Quanto às novas tecnologias na agricultura, quando elaboradas e lideradas por agricultores, utilizadas com cuidado, respeito e com mecanismos democráticos de tomada de decisão, são úteis. No entanto, a tecnologia de precisão não deve ser vista como uma solução automática e eficiente para todos os problemas económicos, sociais e ambientais. Na maior parte, reforçam intencionalmente ou consequentemente os modelos agrícolas mais industriais e poluentes. Os incentivos para tecnologias digitais caras e privadas forçam os agricultores a assumir dívidas incontroláveis, a depender da indústria e, em última instância, reduzem o emprego rural relacionado à exploração sem considerar os impactos sociais e ambientais. Os agricultores também devem ter os meios para garantir a segurança e o controle de seus dados e um forte princípio de precaução e informação deve ser aplicado em qualquer promoção de inovações. Os impactos sociais e ambientais devem ser estudados em longo prazo e os resultados devem ser divulgados livremente. Exigimos a criação de um observatório para monitorar esses impactos.

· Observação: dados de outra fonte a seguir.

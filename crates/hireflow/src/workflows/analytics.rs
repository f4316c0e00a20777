//! Read-only dashboard reductions over the stores. Everything here is a full
//! scan; missing references are excluded from the numbers, never an error.

use std::collections::BTreeMap;
use std::sync::Arc;

use axum::{
    extract::State,
    http::HeaderMap,
    response::IntoResponse,
    routing::get,
    Json, Router,
};
use chrono::{DateTime, Datelike, Months, Utc};
use serde::Serialize;

use crate::clock::Clock;
use crate::domain::{ApplicationStatus, Interview, JobStatus, Role};
use crate::store::{ApplicationStore, InterviewStore, JobStore, PageRequest, UserStore};
use crate::workflows::{actor_id, WorkflowError};

/// Aggregate snapshot rendered by the dashboard endpoint.
#[derive(Debug, Clone, Serialize)]
pub struct Dashboard {
    pub total_jobs: usize,
    pub total_applications: usize,
    pub total_interviews: usize,
    pub total_users: usize,
    pub total_recruiters: usize,
    pub total_candidates: usize,
    /// Histogram keyed by status label; every status appears, zero included.
    pub applications_by_status: BTreeMap<String, usize>,
    /// Histogram keyed by status label; every status appears, zero included.
    pub jobs_by_status: BTreeMap<String, usize>,
    /// Interviews scheduled in the trailing six months, keyed `"YYYY-MM"`.
    /// Months without interviews are absent.
    pub interviews_by_month: BTreeMap<String, usize>,
    /// `100 × hired / total` applications, `0.0` when there are none.
    pub conversion_rate: f64,
}

fn month_key(instant: DateTime<Utc>) -> String {
    format!("{:04}-{:02}", instant.year(), instant.month())
}

fn months_histogram(
    interviews: &[Interview],
    window_start: DateTime<Utc>,
    now: DateTime<Utc>,
) -> BTreeMap<String, usize> {
    let mut months = BTreeMap::new();
    for interview in interviews {
        if interview.scheduled_at >= window_start && interview.scheduled_at <= now {
            *months.entry(month_key(interview.scheduled_at)).or_insert(0) += 1;
        }
    }
    months
}

fn conversion_rate(hired: usize, total: usize) -> f64 {
    if total == 0 {
        return 0.0;
    }
    100.0 * hired as f64 / total as f64
}

/// Dashboard reducer. `dashboard(None)` covers the whole platform;
/// `dashboard(Some(recruiter_id))` restricts jobs, their reachable
/// applications, and the recruiter's interviews. User totals are always
/// platform-wide.
pub struct AnalyticsService<J, A, I, U> {
    jobs: Arc<J>,
    applications: Arc<A>,
    interviews: Arc<I>,
    users: Arc<U>,
    clock: Arc<dyn Clock>,
}

impl<J, A, I, U> AnalyticsService<J, A, I, U>
where
    J: JobStore + 'static,
    A: ApplicationStore + 'static,
    I: InterviewStore + 'static,
    U: UserStore + 'static,
{
    pub fn new(
        jobs: Arc<J>,
        applications: Arc<A>,
        interviews: Arc<I>,
        users: Arc<U>,
        clock: Arc<dyn Clock>,
    ) -> Self {
        Self {
            jobs,
            applications,
            interviews,
            users,
            clock,
        }
    }

    /// Resolve the acting user and pick the scope: recruiters and admins see
    /// the slice owned by their own id; candidates and unresolvable ids fall
    /// back to the platform-wide numbers.
    pub fn dashboard_for(&self, acting_user_id: &str) -> Result<Dashboard, WorkflowError> {
        match self.users.get(acting_user_id)? {
            Some(actor) if matches!(actor.role, Role::Recruiter | Role::Admin) => {
                self.dashboard(Some(&actor.id))
            }
            _ => self.dashboard(None),
        }
    }

    pub fn dashboard(&self, scope: Option<&str>) -> Result<Dashboard, WorkflowError> {
        let now = self.clock.now();
        let window_start = now.checked_sub_months(Months::new(6)).unwrap_or(now);

        let (total_jobs, jobs_by_status, job_ids) = self.job_numbers(scope)?;
        let (total_applications, applications_by_status, hired) =
            self.application_numbers(scope.map(|_| job_ids.as_slice()))?;
        let (total_interviews, interviews_by_month) =
            self.interview_numbers(scope, window_start, now)?;

        Ok(Dashboard {
            total_jobs,
            total_applications,
            total_interviews,
            total_users: self.users.count()?,
            total_recruiters: self.users.count_by_role(Role::Recruiter)?,
            total_candidates: self.users.count_by_role(Role::Candidate)?,
            applications_by_status,
            jobs_by_status,
            interviews_by_month,
            conversion_rate: conversion_rate(hired, total_applications),
        })
    }

    fn job_numbers(
        &self,
        scope: Option<&str>,
    ) -> Result<(usize, BTreeMap<String, usize>, Vec<String>), WorkflowError> {
        let mut by_status: BTreeMap<String, usize> = JobStatus::ALL
            .iter()
            .map(|status| (status.label().to_string(), 0))
            .collect();

        match scope {
            Some(recruiter_id) => {
                let jobs = self
                    .jobs
                    .find_by_recruiter(recruiter_id, PageRequest::unpaged())?;
                for job in &jobs.items {
                    *by_status.entry(job.status.label().to_string()).or_insert(0) += 1;
                }
                let ids = jobs.items.into_iter().map(|job| job.id).collect();
                Ok((jobs.total, by_status, ids))
            }
            None => {
                for status in JobStatus::ALL {
                    let page = self.jobs.find_by_status(status, PageRequest::unpaged())?;
                    by_status.insert(status.label().to_string(), page.total);
                }
                Ok((self.jobs.count()?, by_status, Vec::new()))
            }
        }
    }

    fn application_numbers(
        &self,
        scope_job_ids: Option<&[String]>,
    ) -> Result<(usize, BTreeMap<String, usize>, usize), WorkflowError> {
        let mut by_status: BTreeMap<String, usize> = ApplicationStatus::ALL
            .iter()
            .map(|status| (status.label().to_string(), 0))
            .collect();

        let (total, hired) = match scope_job_ids {
            Some(job_ids) => {
                let page = self
                    .applications
                    .find_by_job_ids(job_ids, PageRequest::unpaged())?;
                let mut hired = 0;
                for application in &page.items {
                    if application.status == ApplicationStatus::Hired {
                        hired += 1;
                    }
                    *by_status
                        .entry(application.status.label().to_string())
                        .or_insert(0) += 1;
                }
                (page.total, hired)
            }
            None => {
                let mut hired = 0;
                for status in ApplicationStatus::ALL {
                    let count = self.applications.find_by_status(status)?.len();
                    if status == ApplicationStatus::Hired {
                        hired = count;
                    }
                    by_status.insert(status.label().to_string(), count);
                }
                (self.applications.count()?, hired)
            }
        };

        Ok((total, by_status, hired))
    }

    fn interview_numbers(
        &self,
        scope: Option<&str>,
        window_start: DateTime<Utc>,
        now: DateTime<Utc>,
    ) -> Result<(usize, BTreeMap<String, usize>), WorkflowError> {
        match scope {
            Some(recruiter_id) => {
                let interviews = self.interviews.find_by_recruiter(recruiter_id)?;
                let months = months_histogram(&interviews, window_start, now);
                Ok((interviews.len(), months))
            }
            None => {
                let windowed = self.interviews.find_between(window_start, now)?;
                let months = months_histogram(&windowed, window_start, now);
                Ok((self.interviews.count()?, months))
            }
        }
    }
}

/// HTTP surface for the dashboard.
pub fn analytics_router<J, A, I, U>(service: Arc<AnalyticsService<J, A, I, U>>) -> Router
where
    J: JobStore + 'static,
    A: ApplicationStore + 'static,
    I: InterviewStore + 'static,
    U: UserStore + 'static,
{
    Router::new()
        .route(
            "/api/v1/analytics/dashboard",
            get(dashboard_handler::<J, A, I, U>),
        )
        .with_state(service)
}

async fn dashboard_handler<J, A, I, U>(
    State(service): State<Arc<AnalyticsService<J, A, I, U>>>,
    headers: HeaderMap,
) -> Result<impl IntoResponse, WorkflowError>
where
    J: JobStore + 'static,
    A: ApplicationStore + 'static,
    I: InterviewStore + 'static,
    U: UserStore + 'static,
{
    // Anonymous callers still get the platform-wide view.
    let dashboard = match actor_id(&headers) {
        Ok(actor) => service.dashboard_for(&actor)?,
        Err(_) => service.dashboard(None)?,
    };
    Ok(Json(dashboard))
}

Os debates em curso sobre a regulamentação de novos e antigos Organismos Geneticamente Modificados também são alarmantes. Nos últimos anos, a indústria da bio-tecnologia vem realizando uma enorme campanha de comunicação para remover a regulamentação e a rotulagem de novos OGM, que alguns erradamentee chamam de “novas técnicas de cultivo de plantas” para confundir os cidadãos. No entanto, ao contrário do que está a ser comunicado, essas tecnologias não são adequadas para uma agricultura sustentável. Para as organizações de agricultores, essas soluções agronómicas não só facilitam a concentração de poder por meio de patentes no sector de sementes, em clara contradição com os direitos dos agricultores às sementes, mas também não se concentram na pesquisa agrícola baseada na adaptação, ao invés de uma genética não natural orientação que quer optimizar um modelo agrícola baseado na monocultura e que leva os fitopatógenos a sofrer mutações rápidas e tornar-se ainda mais perigosos, aumentando o uso de agrotóxicos em vez de diminuí-lo.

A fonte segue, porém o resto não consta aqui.